2. Check reactions to the aids at the beginning of every ride – going forward, coming back, as well as laterally. It should always be the rider’s choice as to how forward or how collected, and they should be asking for the opposite of what the horse would prefer to do. Within lateral work – for example, shoulder-in going from a collected trot to medium trot and back to collected trot – this forward-and-back must be yours for the asking, or you must insist that the reaction needs to be quicker. Rider’s aids need to be effective when necessary and then relax when the response is correct.

3. “Change your mind” within a movement and ask for something else to check and confirm that your horse remains adjustable and doesn’t take over within any movement. For example, within your canter pirouette, make it smaller and then “change your mind” and make it a bigger working pirouette, then back into a proper pirouette.

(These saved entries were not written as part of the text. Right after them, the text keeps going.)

//! Leases: reserved ranges inside pooled arenas.

use std::sync::{Arc, Weak};

use parking_lot::Mutex;

use crate::error::GraphicsError;
use crate::resources::{Buffer, DeviceMemory};

use super::{DynamicData, MemorySlots};

/// A resource whose byte range is sub-allocated.
pub trait Arena: Send + Sync {
    /// Free/reserved bookkeeping of the arena.
    fn slots(&self) -> &Mutex<MemorySlots>;
}

/// A reserved `(offset, range)` inside an arena.
///
/// Leases hold only a weak reference to their arena; the pool owns it.
/// Releasing returns the range to the arena and empties the lease, so a
/// second release is a no-op. Dropping a lease releases it.
///
/// A lease is move-only: copying it would let two owners release the same
/// range, the second of which could free someone else's reservation. Wrap a
/// lease in an `Arc` to share it.
pub struct Lease<R: Arena> {
    resource: Weak<R>,
    offset: u64,
    range: u64,
    data: Option<Arc<DynamicData>>,
}

/// A range of a pooled [`Buffer`].
pub type BufferLease = Lease<Buffer>;

/// A range of a pooled [`DeviceMemory`] block.
pub type MemoryLease = Lease<DeviceMemory>;

impl<R: Arena> Lease<R> {
    pub(crate) fn new(resource: &Arc<R>, offset: u64, range: u64) -> Self {
        Self {
            resource: Arc::downgrade(resource),
            offset,
            range,
            data: None,
        }
    }

    /// Attach CPU-side data to upload into this range.
    pub fn with_data(mut self, data: Arc<DynamicData>) -> Self {
        self.data = Some(data);
        self
    }

    pub fn set_data(&mut self, data: Option<Arc<DynamicData>>) {
        self.data = data;
    }

    /// The arena, if it still exists.
    pub fn resource(&self) -> Option<Arc<R>> {
        self.resource.upgrade()
    }

    /// Byte offset of the range in the arena.
    pub fn offset(&self) -> u64 {
        self.offset
    }

    /// Length of the range in bytes.
    pub fn range(&self) -> u64 {
        self.range
    }

    pub fn data(&self) -> Option<&Arc<DynamicData>> {
        self.data.as_ref()
    }

    /// Whether the lease refers to a live arena and a non-empty range.
    pub fn is_valid(&self) -> bool {
        self.range > 0 && self.resource.strong_count() > 0
    }

    /// Return the range to the arena and empty the lease.
    ///
    /// Safe to call any number of times.
    pub fn release(&mut self) {
        if self.range == 0 {
            return;
        }
        if let Some(resource) = self.resource.upgrade() {
            resource.slots().lock().release(self.offset, self.range);
        }
        self.resource = Weak::new();
        self.offset = 0;
        self.range = 0;
        self.data = None;
    }
}

impl Lease<Buffer> {
    /// The buffer, if it still exists.
    pub fn buffer(&self) -> Option<Arc<Buffer>> {
        self.resource()
    }

    /// Write `data` at `offset` bytes into the leased range.
    ///
    /// The buffer must live in host-visible memory.
    pub fn write(&self, offset: u64, data: &[u8]) -> Result<(), GraphicsError> {
        if offset.checked_add(data.len() as u64).is_none_or(|end| end > self.range) {
            return Err(GraphicsError::InvalidParameter(format!(
                "write of {} bytes at {offset} overruns a {} byte lease",
                data.len(),
                self.range
            )));
        }
        let buffer = self.buffer().ok_or_else(|| {
            GraphicsError::InvalidParameter("write through an empty lease".to_string())
        })?;
        buffer.write(self.offset + offset, data)
    }

    /// Read bytes at `offset` in the leased range through the host mapping.
    pub fn read(&self, offset: u64, out: &mut [u8]) -> Result<(), GraphicsError> {
        if offset.checked_add(out.len() as u64).is_none_or(|end| end > self.range) {
            return Err(GraphicsError::InvalidParameter(format!(
                "read of {} bytes at {offset} overruns a {} byte lease",
                out.len(),
                self.range
            )));
        }
        let buffer = self.buffer().ok_or_else(|| {
            GraphicsError::InvalidParameter("read through an empty lease".to_string())
        })?;
        buffer.read(self.offset + offset, out)
    }
}

impl Lease<DeviceMemory> {
    /// The memory block, if it still exists.
    pub fn memory(&self) -> Option<Arc<DeviceMemory>> {
        self.resource()
    }
}

impl<R: Arena> Default for Lease<R> {
    fn default() -> Self {
        Self {
            resource: Weak::new(),
            offset: 0,
            range: 0,
            data: None,
        }
    }
}

impl<R: Arena> Drop for Lease<R> {
    fn drop(&mut self) {
        self.release();
    }
}

impl<R: Arena> std::fmt::Debug for Lease<R> {
    fn fmt(&self, f: &mut std::fmt::Formatter<'_>) -> std::fmt::Result {
        f.debug_struct("Lease")
            .field("offset", &self.offset)
            .field("range", &self.range)
            .field("valid", &self.is_valid())
            .field("has_data", &self.data.is_some())
            .finish()
    }
}

#[cfg(test)]
mod tests {
    use super::*;

    struct TestArena {
        slots: Mutex<MemorySlots>,
    }

    impl Arena for TestArena {
        fn slots(&self) -> &Mutex<MemorySlots> {
            &self.slots
        }
    }

    fn arena(size: u64) -> Arc<TestArena> {
        Arc::new(TestArena {
            slots: Mutex::new(MemorySlots::new(size)),
        })
    }

    fn lease(arena: &Arc<TestArena>, size: u64) -> Lease<TestArena> {
        let offset = arena.slots.lock().reserve(size, 1).unwrap();
        Lease::new(arena, offset, size)
    }

    #[test]
    fn test_default_lease_is_empty() {
        let mut lease = Lease::<TestArena>::default();
        assert!(!lease.is_valid());
        assert!(lease.resource().is_none());
        lease.release();
        assert_eq!(lease.range(), 0);
    }

    #[test]
    fn test_release_is_idempotent() {
        let arena = arena(256);
        let mut first = lease(&arena, 100);
        assert!(first.is_valid());

        first.release();
        assert!(!first.is_valid());
        assert_eq!(arena.slots.lock().total_reserved_size(), 0);

        // The range is handed out again; releasing the stale lease must not free it.
        let second = lease(&arena, 100);
        assert_eq!(second.offset(), 0);
        first.release();
        assert_eq!(arena.slots.lock().total_reserved_size(), 100);
    }

    #[test]
    fn test_drop_releases() {
        let arena = arena(256);
        {
            let _lease = lease(&arena, 64);
            assert_eq!(arena.slots.lock().total_reserved_size(), 64);
        }
        assert_eq!(arena.slots.lock().total_reserved_size(), 0);
    }

    #[test]
    fn test_lease_outliving_arena() {
        let arena = arena(256);
        let mut lease = lease(&arena, 64);
        drop(arena);
        assert!(!lease.is_valid());
        lease.release();
    }

    #[test]
    fn test_release_drops_data() {
        let arena = arena(256);
        let data = Arc::new(DynamicData::zeroed(16));
        let mut lease = lease(&arena, 16).with_data(Arc::clone(&data));
        assert_eq!(Arc::strong_count(&data), 2);
        lease.release();
        assert!(lease.data().is_none());
        assert_eq!(Arc::strong_count(&data), 1);
    }
}
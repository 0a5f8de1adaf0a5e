//! Queue submission.

use std::sync::Arc;

use arbor_core::profiling::profile_scope;
use parking_lot::Mutex;

use crate::backend::{GpuBackend, GpuCommandBuffer, GpuSemaphore, SubmitInfo};
use crate::command::CommandBuffer;
use crate::error::GraphicsError;
use crate::sync::{Fence, Semaphore};
use crate::types::{CommandBufferLevel, PipelineStage, QueueKind};

/// Work handed to [`Queue::submit`].
#[derive(Default)]
pub struct Submission<'a> {
    pub command_buffers: &'a [Arc<CommandBuffer>],
    pub wait_semaphores: &'a [Arc<Semaphore>],
    pub signal_semaphores: &'a [Arc<Semaphore>],
    pub fence: Option<&'a Fence>,
}

/// A device queue. Submissions to it are serialized.
pub struct Queue {
    kind: QueueKind,
    backend: Arc<GpuBackend>,
    submit_lock: Mutex<()>,
}

impl Queue {
    pub(crate) fn new(kind: QueueKind, backend: Arc<GpuBackend>) -> Self {
        Self {
            kind,
            backend,
            submit_lock: Mutex::new(()),
        }
    }

    pub fn kind(&self) -> QueueKind {
        self.kind
    }

    /// Submit primary command buffers.
    ///
    /// Secondary command buffers are rejected; they run through
    /// [`CommandEncoder::execute_commands`](crate::CommandEncoder::execute_commands).
    pub fn submit(&self, submission: &Submission<'_>) -> Result<(), GraphicsError> {
        profile_scope!("Queue::submit");

        if let Some(secondary) = submission
            .command_buffers
            .iter()
            .find(|cmd| cmd.level() == CommandBufferLevel::Secondary)
        {
            return Err(GraphicsError::InvalidParameter(format!(
                "secondary command buffer {} submitted directly",
                secondary.id()
            )));
        }

        let command_buffers: Vec<&GpuCommandBuffer> =
            submission.command_buffers.iter().map(|cmd| cmd.gpu()).collect();
        let wait_semaphores: Vec<(&GpuSemaphore, PipelineStage)> = submission
            .wait_semaphores
            .iter()
            .map(|semaphore| (semaphore.gpu(), semaphore.wait_stage()))
            .collect();
        let signal_semaphores: Vec<&GpuSemaphore> = submission
            .signal_semaphores
            .iter()
            .map(|semaphore| semaphore.gpu())
            .collect();

        let _guard = self.submit_lock.lock();
        self.backend.submit(
            self.kind,
            &SubmitInfo {
                command_buffers: &command_buffers,
                wait_semaphores: &wait_semaphores,
                signal_semaphores: &signal_semaphores,
                fence: submission.fence.map(|fence| fence.gpu()),
            },
        )?;
        if let Some(fence) = submission.fence {
            fence.mark_submitted();
        }

        log::trace!(
            "Queue {:?}: submitted {} command buffers, {} waits, {} signals",
            self.kind,
            command_buffers.len(),
            wait_semaphores.len(),
            signal_semaphores.len()
        );
        Ok(())
    }
}

impl std::fmt::Debug for Queue {
    fn fmt(&self, f: &mut std::fmt::Formatter<'_>) -> std::fmt::Result {
        f.debug_struct("Queue").field("kind", &self.kind).finish()
    }
}

static_assertions::assert_impl_all!(Queue: Send, Sync);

4. Keep the neck straight and ride the hind legs actively up to the contact. Allow the horse to use his neck to balance and do not overbend the neck. For the horse to take the half-halt, the neck must be up and out in front of you. To feel the straightness required, ride with the reins in one hand. Reward the horse with a ‘give’ in front when they maintain the neck in the correct position.

5. Sometimes horses are a bit shy in showing us all of their gears, so to further develop the medium to extended trot and to encourage the horse to confidently move out, try this exercise: Using the whole arena, on each long side, ask for more extension in the trot by just a small amount; maintain it, ride the short side like a 20-metre circle, and then on the next long side ask for one more gear shift up, and so on. Building this strength and several gears within the trot will give the horse the ability and confidence to show his extended trot. Keep in mind to do this slowly and not push your horse out of balance.